Figure 1. Biphasic effect of Flx on bone mass.

(a) Representative images (n = 4 images/mouse) of vertebrae and quantification of BV/TV of WT female mice treated with Flx or veh for 3 or 6 weeks (veh n = 10, 3 w Flx n = 10, 6 w Flx n = 16) and tibiae (veh n = 8, 3 w Flx n = 8, 6 w Flx n = 9). Scale bars, 400 μm. (b–d) WT female mice treated with Flx or veh for 3 w. Vertebrae bone histomorphometry as measured by Oc.S/BS (b), Ob.S/BS, and BFR/BS (c). Urine concentration of Dpd crosslinks and plasma concentration of OCN (d). Cr, creatinine.

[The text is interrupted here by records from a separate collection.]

//! Record and placeholder context types.
//!
//! A [`Record`] is one input row as read from the source. A [`Context`] is the
//! flat placeholder map rendered against templates: every field is reachable
//! under its trimmed name, a title-cased variant, a lowercase variant and the
//! normalized key, so `{Name}`, `{name}` and `{first name}` style placeholders
//! all work against a `First Name` column.

use std::collections::HashMap;

use super::normalize::normalize_key;

/// One input row: field name to value, in source column order.
#[derive(Debug, Clone, Default, PartialEq, Eq)]
pub struct Record {
    fields: Vec<(String, String)>,
}

impl Record {
    pub fn new() -> Self {
        Self::default()
    }

    /// Build a record from `(name, value)` pairs. Repeated names keep the
    /// position of the first occurrence and the value of the last.
    pub fn from_pairs<I, K, V>(pairs: I) -> Self
    where
        I: IntoIterator<Item = (K, V)>,
        K: Into<String>,
        V: Into<String>,
    {
        let mut record = Self::new();
        for (name, value) in pairs {
            record.insert(name, value);
        }
        record
    }

    /// Insert or overwrite a field.
    pub fn insert(&mut self, name: impl Into<String>, value: impl Into<String>) {
        let name = name.into();
        let value = value.into();
        match self.fields.iter_mut().find(|(existing, _)| *existing == name) {
            Some(slot) => slot.1 = value,
            None => self.fields.push((name, value)),
        }
    }

    /// Exact-name lookup.
    pub fn get(&self, name: &str) -> Option<&str> {
        self.fields
            .iter()
            .find(|(existing, _)| existing == name)
            .map(|(_, value)| value.as_str())
    }

    /// First non-empty value among `names`, tried in order.
    ///
    /// An empty cell counts as absent so the next candidate is consulted.
    pub fn first_present(&self, names: &[&str]) -> Option<&str> {
        names
            .iter()
            .filter_map(|name| self.get(name))
            .find(|value| !value.is_empty())
    }

    pub fn iter(&self) -> impl Iterator<Item = (&str, &str)> {
        self.fields.iter().map(|(k, v)| (k.as_str(), v.as_str()))
    }

    pub fn len(&self) -> usize {
        self.fields.len()
    }

    pub fn is_empty(&self) -> bool {
        self.fields.is_empty()
    }
}

/// Placeholder name to value mapping derived from exactly one [`Record`].
///
/// Lookups never fail: [`Context::get_or_empty`] yields `""` for unknown keys.
#[derive(Debug, Clone, Default, PartialEq, Eq)]
pub struct Context {
    values: HashMap<String, String>,
}

impl Context {
    pub fn new() -> Self {
        Self::default()
    }

    pub fn insert(&mut self, key: impl Into<String>, value: impl Into<String>) {
        self.values.insert(key.into(), value.into());
    }

    pub fn get(&self, key: &str) -> Option<&str> {
        self.values.get(key).map(String::as_str)
    }

    pub fn get_or_empty(&self, key: &str) -> &str {
        self.get(key).unwrap_or("")
    }

    pub fn contains_key(&self, key: &str) -> bool {
        self.values.contains_key(key)
    }

    pub fn len(&self) -> usize {
        self.values.len()
    }

    pub fn is_empty(&self) -> bool {
        self.values.is_empty()
    }
}

impl<K: Into<String>, V: Into<String>> FromIterator<(K, V)> for Context {
    fn from_iter<I: IntoIterator<Item = (K, V)>>(iter: I) -> Self {
        let mut context = Context::new();
        for (key, value) in iter {
            context.insert(key, value);
        }
        context
    }
}

/// Upper-case the first character, leave the rest untouched.
fn title_variant(name: &str) -> String {
    let mut chars = name.chars();
    match chars.next() {
        Some(first) => first.to_uppercase().chain(chars).collect(),
        None => String::new(),
    }
}

/// Expand a record into its placeholder context.
///
/// Fields whose trimmed name is empty are ignored. When two fields produce the
/// same key under any variant, the later field in column order wins. That is
/// the established behavior for overlapping headers such as `Name` and `name`
/// and is kept as is.
pub fn build_context(record: &Record) -> Context {
    let mut context = Context::new();

    for (raw_name, value) in record.iter() {
        let name = raw_name.trim();
        if name.is_empty() {
            continue;
        }

        context.insert(name, value);
        context.insert(title_variant(name), value);
        context.insert(name.to_lowercase(), value);
        context.insert(normalize_key(name), value);
    }

    context
}

#[cfg(test)]
mod tests {
    use super::*;

    #[test]
    fn test_record_last_duplicate_wins_in_first_position() {
        let record = Record::from_pairs([("Email", "a@x.com"), ("Name", "Ann"), ("Email", "b@x.com")]);
        assert_eq!(record.len(), 2);
        assert_eq!(record.get("Email"), Some("b@x.com"));
        let names: Vec<_> = record.iter().map(|(k, _)| k).collect();
        assert_eq!(names, vec!["Email", "Name"]);
    }

    #[test]
    fn test_first_present_skips_empty_values() {
        let record = Record::from_pairs([("Email", ""), ("email", "low@x.com"), ("EMAIL", "up@x.com")]);
        assert_eq!(record.first_present(&["Email", "email", "EMAIL"]), Some("low@x.com"));
        assert_eq!(record.first_present(&["Missing"]), None);
    }

    #[test]
    fn test_context_contains_all_variants() {
        let record = Record::from_pairs([(" first Name ", "Ann")]);
        let context = build_context(&record);

        assert_eq!(context.get("first Name"), Some("Ann"));
        assert_eq!(context.get("First Name"), Some("Ann"));
        assert_eq!(context.get("first name"), Some("Ann"));
        assert_eq!(context.get("firstname"), Some("Ann"));
        assert_eq!(context.len(), 4);
    }

    #[test]
    fn test_context_empty_value_is_present() {
        let record = Record::from_pairs([("Company", "")]);
        let context = build_context(&record);
        assert!(context.contains_key("company"));
        assert_eq!(context.get_or_empty("Company"), "");
    }

    #[test]
    fn test_context_skips_blank_field_names() {
        let record = Record::from_pairs([("   ", "ignored"), ("", "also ignored")]);
        assert!(build_context(&record).is_empty());
    }

    #[test]
    fn test_context_later_field_overwrites_collisions() {
        let record = Record::from_pairs([("Name", "first"), ("name", "second")]);
        let context = build_context(&record);
        // "name" lowercases to the same key as the first field's variants
        assert_eq!(context.get("name"), Some("second"));
        assert_eq!(context.get("Name"), Some("second"));
    }

    #[test]
    fn test_title_variant_keeps_remainder() {
        assert_eq!(title_variant("mIXed"), "MIXed");
        assert_eq!(title_variant(""), "");
    }

    #[test]
    fn test_get_or_empty_unknown_key() {
        let context = Context::new();
        assert_eq!(context.get_or_empty("nope"), "");
    }
}
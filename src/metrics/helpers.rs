//! Metrics helper structs for convenient metric recording

use std::time::Duration;

use prometheus::{Encoder, TextEncoder};

use super::{DELIVERY_LATENCY, ROWS_FILTERED_TOTAL, ROWS_TOTAL};
use crate::campaign::RowOutcome;

/// Encode all metrics to Prometheus text format
pub fn encode_metrics() -> Result<String, prometheus::Error> {
    let encoder = TextEncoder::new();
    let metric_families = prometheus::gather();
    let mut buffer = Vec::new();
    encoder.encode(&metric_families, &mut buffer)?;
    Ok(String::from_utf8(buffer).unwrap_or_default())
}

/// Helper struct for recording campaign row metrics
pub struct CampaignMetrics;

impl CampaignMetrics {
    /// Record the outcome of a processed row
    pub fn record_outcome(outcome: &RowOutcome) {
        let label = match outcome {
            RowOutcome::Skipped => "skipped",
            RowOutcome::Previewed => "preview",
            RowOutcome::Sent => "sent",
            RowOutcome::Failed(_) => "error",
        };
        ROWS_TOTAL.with_label_values(&[label]).inc();
    }

    /// Record a row excluded by the sector filter
    pub fn record_filtered() {
        ROWS_FILTERED_TOTAL.inc();
    }

    /// Record how long one delivery attempt took
    pub fn observe_delivery(elapsed: Duration) {
        DELIVERY_LATENCY.observe(elapsed.as_secs_f64());
    }
}
//! Send-rate limiting.
//!
//! Campaign sends are paced with a fixed post-send delay derived from the
//! configured sends-per-minute. Rows are processed strictly in order, so the
//! pacer needs no shared state.

mod pacer;

pub use pacer::SendPacer;
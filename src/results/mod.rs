//! Append-only result log.
//!
//! One CSV line per processed row: `timestamp,email,sector,status,error`.
//! Existing content is never rewritten; the header goes in only when the
//! file is created by this run.

use std::fs::{File, OpenOptions};
use std::io::Write;
use std::path::Path;

use crate::campaign::OutcomeEntry;
use crate::error::{AppError, Result};

pub const RESULT_COLUMNS: [&str; 5] = ["timestamp", "email", "sector", "status", "error"];

pub struct ResultLog<W: Write> {
    writer: csv::Writer<W>,
    rows: usize,
}

impl ResultLog<File> {
    /// Open `path` for appending, creating parent directories as needed
    pub fn open_append(path: impl AsRef<Path>) -> Result<Self> {
        let path = path.as_ref();
        if let Some(parent) = path.parent().filter(|p| !p.as_os_str().is_empty()) {
            std::fs::create_dir_all(parent)?;
        }

        let existed = path.exists();
        let file = OpenOptions::new().create(true).append(true).open(path)?;

        tracing::debug!(path = %path.display(), new_file = !existed, "Result log opened");
        Self::new(file, !existed)
    }
}

impl<W: Write> ResultLog<W> {
    pub fn new(output: W, write_header: bool) -> Result<Self> {
        let writer = csv::WriterBuilder::new()
            .has_headers(false)
            .from_writer(output);
        let mut log = Self { writer, rows: 0 };

        if write_header {
            log.writer.write_record(RESULT_COLUMNS).map_err(log_error)?;
            log.writer.flush()?;
        }

        Ok(log)
    }

    /// Append and flush one entry
    pub fn append(&mut self, entry: &OutcomeEntry) -> Result<()> {
        self.writer.write_record(entry.to_row()).map_err(log_error)?;
        self.writer.flush()?;
        self.rows += 1;
        Ok(())
    }

    /// Entries appended through this handle
    pub fn rows_written(&self) -> usize {
        self.rows
    }

    pub fn into_inner(self) -> Result<W> {
        self.writer
            .into_inner()
            .map_err(|e| AppError::ResultLog(e.to_string()))
    }
}

fn log_error(err: csv::Error) -> AppError {
    AppError::ResultLog(err.to_string())
}
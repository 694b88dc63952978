//! CSV record source.
//!
//! Header names are kept as written apart from trimming; every value is
//! trimmed. Short rows get empty values for the missing columns and cells
//! beyond the header are ignored.

use std::fs::File;
use std::io::Read;
use std::path::Path;

use crate::error::{AppError, Result};
use crate::template::Record;

const BOM: char = '\u{feff}';

/// Iterates the rows of a delimited file as [`Record`]s, in file order
pub struct RecordReader<R: Read> {
    reader: csv::Reader<R>,
    headers: Vec<String>,
    source: String,
    row: usize,
}

impl RecordReader<File> {
    /// Open a CSV file with a header row
    pub fn open(path: impl AsRef<Path>) -> Result<Self> {
        let path = path.as_ref();
        let file = File::open(path).map_err(|e| AppError::Input {
            path: path.display().to_string(),
            message: e.to_string(),
        })?;
        Self::from_reader(file, &path.display().to_string())
    }
}

impl<R: Read> RecordReader<R> {
    /// Wrap any reader; `source` names it in error messages
    pub fn from_reader(input: R, source: &str) -> Result<Self> {
        let mut reader = csv::ReaderBuilder::new()
            .has_headers(true)
            .flexible(true)
            .from_reader(input);

        let headers = reader
            .headers()
            .map_err(|e| AppError::Input {
                path: source.to_string(),
                message: e.to_string(),
            })?
            .iter()
            .enumerate()
            .map(|(idx, name)| {
                let name = if idx == 0 {
                    name.trim_start_matches(BOM)
                } else {
                    name
                };
                name.trim().to_string()
            })
            .collect();

        Ok(Self {
            reader,
            headers,
            source: source.to_string(),
            row: 0,
        })
    }

    pub fn headers(&self) -> &[String] {
        &self.headers
    }

    fn to_record(&self, row: &csv::StringRecord) -> Record {
        Record::from_pairs(
            self.headers
                .iter()
                .enumerate()
                .map(|(idx, name)| (name.clone(), row.get(idx).unwrap_or("").trim().to_string())),
        )
    }
}

impl<R: Read> Iterator for RecordReader<R> {
    type Item = Result<Record>;

    fn next(&mut self) -> Option<Self::Item> {
        let mut row = csv::StringRecord::new();
        match self.reader.read_record(&mut row) {
            Ok(true) => {
                self.row += 1;
                Some(Ok(self.to_record(&row)))
            }
            Ok(false) => None,
            Err(e) => {
                self.row += 1;
                Some(Err(AppError::Input {
                    path: self.source.clone(),
                    message: format!("row {}: {}", self.row, e),
                }))
            }
        }
    }
}
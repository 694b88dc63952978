//! Safe `{placeholder}` substitution engine.
//!
//! Mirrors the brace syntax of minimal format strings:
//!
//! - `{name}` is replaced by the context value for `name`
//! - `{{` and `}}` render literal braces
//! - `{name!r}` quotes the value, `{name!s}` is the plain value
//! - `{name[0]}` picks a single character of the value
//! - `{name:>20}` / `{name:*^9.3}` apply fill, alignment, width and precision;
//!   the spec may itself contain placeholders (`{name:>{width}}`), one level
//!   deep. Specs nested further are taken literally.
//!
//! Rendering is total. Unknown placeholders become empty strings, a stray
//! `}` is kept literally and an unterminated `{` is emitted as written.

use std::iter::Peekable;
use std::str::Chars;

use super::context::Context;

/// Render `template` against `context`.
pub fn render(template: &str, context: &Context) -> String {
    render_at(template, context, 0)
}

/// `depth` is the spec nesting level; placeholders inside a spec are only
/// expanded at level 0, which bounds recursion regardless of input.
fn render_at(template: &str, context: &Context, depth: usize) -> String {
    let mut out = String::with_capacity(template.len());
    let mut chars = template.chars().peekable();

    while let Some(ch) = chars.next() {
        match ch {
            '{' => {
                if chars.peek() == Some(&'{') {
                    chars.next();
                    out.push('{');
                    continue;
                }
                match take_field(&mut chars) {
                    Ok(field) => out.push_str(&render_field(&field, context, depth)),
                    Err(raw) => {
                        out.push('{');
                        out.push_str(&raw);
                    }
                }
            }
            '}' => {
                if chars.peek() == Some(&'}') {
                    chars.next();
                }
                out.push('}');
            }
            _ => out.push(ch),
        }
    }

    out
}

/// Consume a field body up to its matching `}`.
///
/// Returns `Err` with the consumed text when the input ends first.
fn take_field(chars: &mut Peekable<Chars<'_>>) -> Result<String, String> {
    let mut field = String::new();
    let mut depth = 0usize;

    for ch in chars.by_ref() {
        match ch {
            '{' => depth += 1,
            '}' if depth == 0 => return Ok(field),
            '}' => depth -= 1,
            _ => {}
        }
        field.push(ch);
    }

    Err(field)
}

fn render_field(field: &str, context: &Context, depth: usize) -> String {
    let name_end = field.find(&['!', ':'][..]).unwrap_or(field.len());
    let (name, mut rest) = field.split_at(name_end);

    let mut value = lookup(name, context);

    if let Some(after_bang) = rest.strip_prefix('!') {
        let conv_end = after_bang.find(':').unwrap_or(after_bang.len());
        let (conversion, remainder) = after_bang.split_at(conv_end);
        if matches!(conversion, "r" | "a") {
            value = quote(&value);
        }
        rest = remainder;
    }

    match rest.strip_prefix(':') {
        Some(spec) if !spec.is_empty() => {
            let spec = if depth == 0 && spec.contains('{') {
                render_at(spec, context, depth + 1)
            } else {
                spec.to_string()
            };
            apply_spec(&value, &FormatSpec::parse(&spec))
        }
        _ => value,
    }
}

/// Resolve a field name with optional `[n]` character indexing.
///
/// Anything other than a run of `[digits]` after the name (attribute access,
/// non-numeric keys, out-of-range indices) yields an empty string.
fn lookup(field_name: &str, context: &Context) -> String {
    let base_end = field_name.find(&['[', '.'][..]).unwrap_or(field_name.len());
    let (name, mut accessors) = field_name.split_at(base_end);
    let mut value = context.get_or_empty(name).to_string();

    while !accessors.is_empty() {
        let index = accessors
            .strip_prefix('[')
            .and_then(|rest| rest.split_once(']'))
            .and_then(|(key, rest)| Some((key.parse::<usize>().ok()?, rest)));

        match index {
            Some((idx, rest)) => {
                value = value.chars().nth(idx).map(String::from).unwrap_or_default();
                accessors = rest;
            }
            None => return String::new(),
        }
    }

    value
}

/// Quote like a repr: single quotes unless the value holds a single quote
/// and no double quote.
fn quote(value: &str) -> String {
    let delimiter = if value.contains('\'') && !value.contains('"') {
        '"'
    } else {
        '\''
    };

    let mut quoted = String::with_capacity(value.len() + 2);
    quoted.push(delimiter);
    for ch in value.chars() {
        match ch {
            '\\' => quoted.push_str("\\\\"),
            '\n' => quoted.push_str("\\n"),
            '\t' => quoted.push_str("\\t"),
            '\r' => quoted.push_str("\\r"),
            c if c == delimiter => {
                quoted.push('\\');
                quoted.push(c);
            }
            _ => quoted.push(ch),
        }
    }
    quoted.push(delimiter);
    quoted
}

#[derive(Debug, Clone, Copy, PartialEq, Eq)]
enum Align {
    Left,
    Right,
    Center,
}

#[derive(Debug, Clone, PartialEq, Eq)]
struct FormatSpec {
    fill: char,
    align: Align,
    width: usize,
    precision: Option<usize>,
}

impl FormatSpec {
    /// Lenient parse of `[[fill]align][sign][#][0][width][,][.precision][type]`.
    /// Parts that make no sense for text are skipped.
    fn parse(spec: &str) -> Self {
        let chars: Vec<char> = spec.chars().collect();
        let mut parsed = FormatSpec {
            fill: ' ',
            align: Align::Left,
            width: 0,
            precision: None,
        };
        let mut i = 0;
        let mut explicit_fill = false;

        if chars.len() >= 2 && align_of(chars[1]).is_some() {
            parsed.fill = chars[0];
            parsed.align = align_of(chars[1]).unwrap_or(Align::Left);
            explicit_fill = true;
            i = 2;
        } else if let Some(align) = chars.first().copied().and_then(align_of) {
            parsed.align = align;
            i = 1;
        }

        while i < chars.len() && matches!(chars[i], '+' | '-' | ' ' | '#') {
            i += 1;
        }

        if i < chars.len() && chars[i] == '0' {
            if !explicit_fill {
                parsed.fill = '0';
            }
            i += 1;
        }

        let (width, next) = take_number(&chars, i);
        parsed.width = width.unwrap_or(0);
        i = next;

        while i < chars.len() && matches!(chars[i], ',' | '_') {
            i += 1;
        }

        if i < chars.len() && chars[i] == '.' {
            parsed.precision = take_number(&chars, i + 1).0;
        }

        parsed
    }
}

fn align_of(ch: char) -> Option<Align> {
    match ch {
        '<' => Some(Align::Left),
        '>' | '=' => Some(Align::Right),
        '^' => Some(Align::Center),
        _ => None,
    }
}

fn take_number(chars: &[char], start: usize) -> (Option<usize>, usize) {
    let mut end = start;
    while end < chars.len() && chars[end].is_ascii_digit() {
        end += 1;
    }
    if end == start {
        return (None, start);
    }
    let digits: String = chars[start..end].iter().collect();
    (digits.parse().ok(), end)
}

fn apply_spec(value: &str, spec: &FormatSpec) -> String {
    let truncated: String = match spec.precision {
        Some(precision) => value.chars().take(precision).collect(),
        None => value.to_string(),
    };

    let len = truncated.chars().count();
    if len >= spec.width {
        return truncated;
    }

    let pad = spec.width - len;
    let (left, right) = match spec.align {
        Align::Left => (0, pad),
        Align::Right => (pad, 0),
        Align::Center => (pad / 2, pad - pad / 2),
    };

    let fill = |n: usize| std::iter::repeat(spec.fill).take(n);
    fill(left).chain(truncated.chars()).chain(fill(right)).collect()
}
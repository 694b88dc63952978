//! Outbound mail: message construction and the transport seam.
//!
//! The campaign pipeline only depends on [`MailTransport`]; [`SmtpMailer`]
//! is the production implementation over lettre's SMTP client.

mod message;
mod transport;

pub use message::{build_message, DeliveryError, OutgoingMail};
pub use transport::{MailTransport, SmtpMailer};
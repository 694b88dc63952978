//! Transport seam and the SMTP implementation

use std::time::Duration;

use async_trait::async_trait;
use lettre::transport::smtp::authentication::Credentials;
use lettre::transport::smtp::client::{Tls, TlsParameters};
use lettre::{SmtpTransport, Transport};

use super::message::{build_message, DeliveryError, OutgoingMail};
use crate::config::{InlineLogo, SenderConfig, SmtpConfig};

const SMTP_TIMEOUT: Duration = Duration::from_secs(30);

/// Delivery capability consumed by the campaign pipeline.
///
/// One call is one attempt; callers never retry.
#[async_trait]
pub trait MailTransport: Send + Sync {
    /// Build and deliver a single message
    async fn deliver(&self, mail: &OutgoingMail) -> Result<(), DeliveryError>;

    /// Transport name for logs
    fn name(&self) -> &str;
}

/// SMTP delivery through lettre.
///
/// Implicit TLS when configured as secure, otherwise STARTTLS when the server
/// offers it and plain SMTP when it does not. Authenticates only when both
/// username and password are set.
pub struct SmtpMailer {
    transport: SmtpTransport,
    inline_logo: Option<InlineLogo>,
    host: String,
}

/// Install the ring provider as the process-wide rustls default.
/// Later calls, or a provider installed elsewhere, leave things as they are.
fn ensure_crypto_provider() {
    let _ = rustls::crypto::ring::default_provider().install_default();
}

impl SmtpMailer {
    pub fn new(config: &SmtpConfig, sender: &SenderConfig) -> Result<Self, DeliveryError> {
        ensure_crypto_provider();

        let builder = if config.secure {
            SmtpTransport::relay(&config.host)
                .map_err(|e| DeliveryError::Transport(format!("SMTP relay error: {e}")))?
        } else {
            let tls = TlsParameters::new(config.host.clone())
                .map_err(|e| DeliveryError::Transport(format!("TLS setup failed: {e}")))?;
            SmtpTransport::builder_dangerous(&config.host).tls(Tls::Opportunistic(tls))
        };

        let mut builder = builder.port(config.port).timeout(Some(SMTP_TIMEOUT));
        if let Some((username, password)) = config.credentials() {
            builder = builder.credentials(Credentials::new(username.to_string(), password.to_string()));
        }

        tracing::info!(
            host = %config.host,
            port = config.port,
            implicit_tls = config.secure,
            authenticated = config.credentials().is_some(),
            "SMTP transport configured"
        );

        Ok(Self {
            transport: builder.build(),
            inline_logo: sender.inline_logo.clone(),
            host: config.host.clone(),
        })
    }
}

#[async_trait]
impl MailTransport for SmtpMailer {
    async fn deliver(&self, mail: &OutgoingMail) -> Result<(), DeliveryError> {
        let message = build_message(mail, self.inline_logo.as_ref())?;
        let transport = self.transport.clone();

        tokio::task::spawn_blocking(move || transport.send(&message))
            .await
            .map_err(|e| DeliveryError::Task(e.to_string()))?
            .map_err(|e| DeliveryError::Transport(e.to_string()))?;

        tracing::debug!(to = %mail.to, host = %self.host, "SMTP accepted message");
        Ok(())
    }

    fn name(&self) -> &str {
        "smtp"
    }
}

#[cfg(test)]
mod tests {
    use super::*;

    fn smtp(secure: bool) -> SmtpConfig {
        SmtpConfig {
            host: "smtp.test.com".into(),
            port: if secure { 465 } else { 587 },
            username: Some("user".into()),
            password: Some("pass".into()),
            secure,
        }
    }

    fn sender() -> SenderConfig {
        SenderConfig {
            from: "user@test.com".into(),
            reply_to: None,
            inline_logo: None,
        }
    }

    #[test]
    fn test_mailer_builds_for_starttls() {
        let mailer = SmtpMailer::new(&smtp(false), &sender()).unwrap();
        assert_eq!(mailer.name(), "smtp");
    }

    #[test]
    fn test_mailer_builds_for_implicit_tls() {
        assert!(SmtpMailer::new(&smtp(true), &sender()).is_ok());
    }

    #[tokio::test]
    async fn test_invalid_address_fails_before_connecting() {
        let mailer = SmtpMailer::new(&smtp(false), &sender()).unwrap();
        let mail = OutgoingMail {
            from: "user@test.com".into(),
            to: "nope".into(),
            subject: "s".into(),
            body: "b".into(),
            reply_to: None,
            is_html: false,
        };
        let err = mailer.deliver(&mail).await.unwrap_err();
        assert!(matches!(err, DeliveryError::InvalidAddress { .. }));
    }
}
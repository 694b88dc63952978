//! Campaign execution: the per-row pipeline and the batch runner.
//!
//! Rows are processed strictly sequentially. A row's failure is recorded in
//! the result log and the run moves on; only configuration, input and
//! result-log errors end a run early.

mod pipeline;
mod runner;
mod types;

pub use pipeline::{RowPipeline, EMAIL_FIELDS, FALLBACK_SUBJECT, SECTOR_FIELDS};
pub use runner::CampaignRunner;
pub use types::{OutcomeEntry, RowDisposition, RowOutcome, RunOptions, RunSummary};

Oc.S, osteoclast surface; BS, bone surface; Ob.S, osteoblast surface; BFR, bone formation rate. (e–g) WT female mice treated with Flx or veh for 6 w. Quantification of osteoclast surface in vertebrae (e), urine concentration of Dpd and plasma concentration of OCN (f) and bone histomorphometry of vertebrae as in c (g). Values are mean ± SEM compared to veh *P ≤ 0.05, **P ≤ 0.01 using a one-way ANOVA followed by Dunnet’s test to veh (a, right) or Student’s test (all other panels).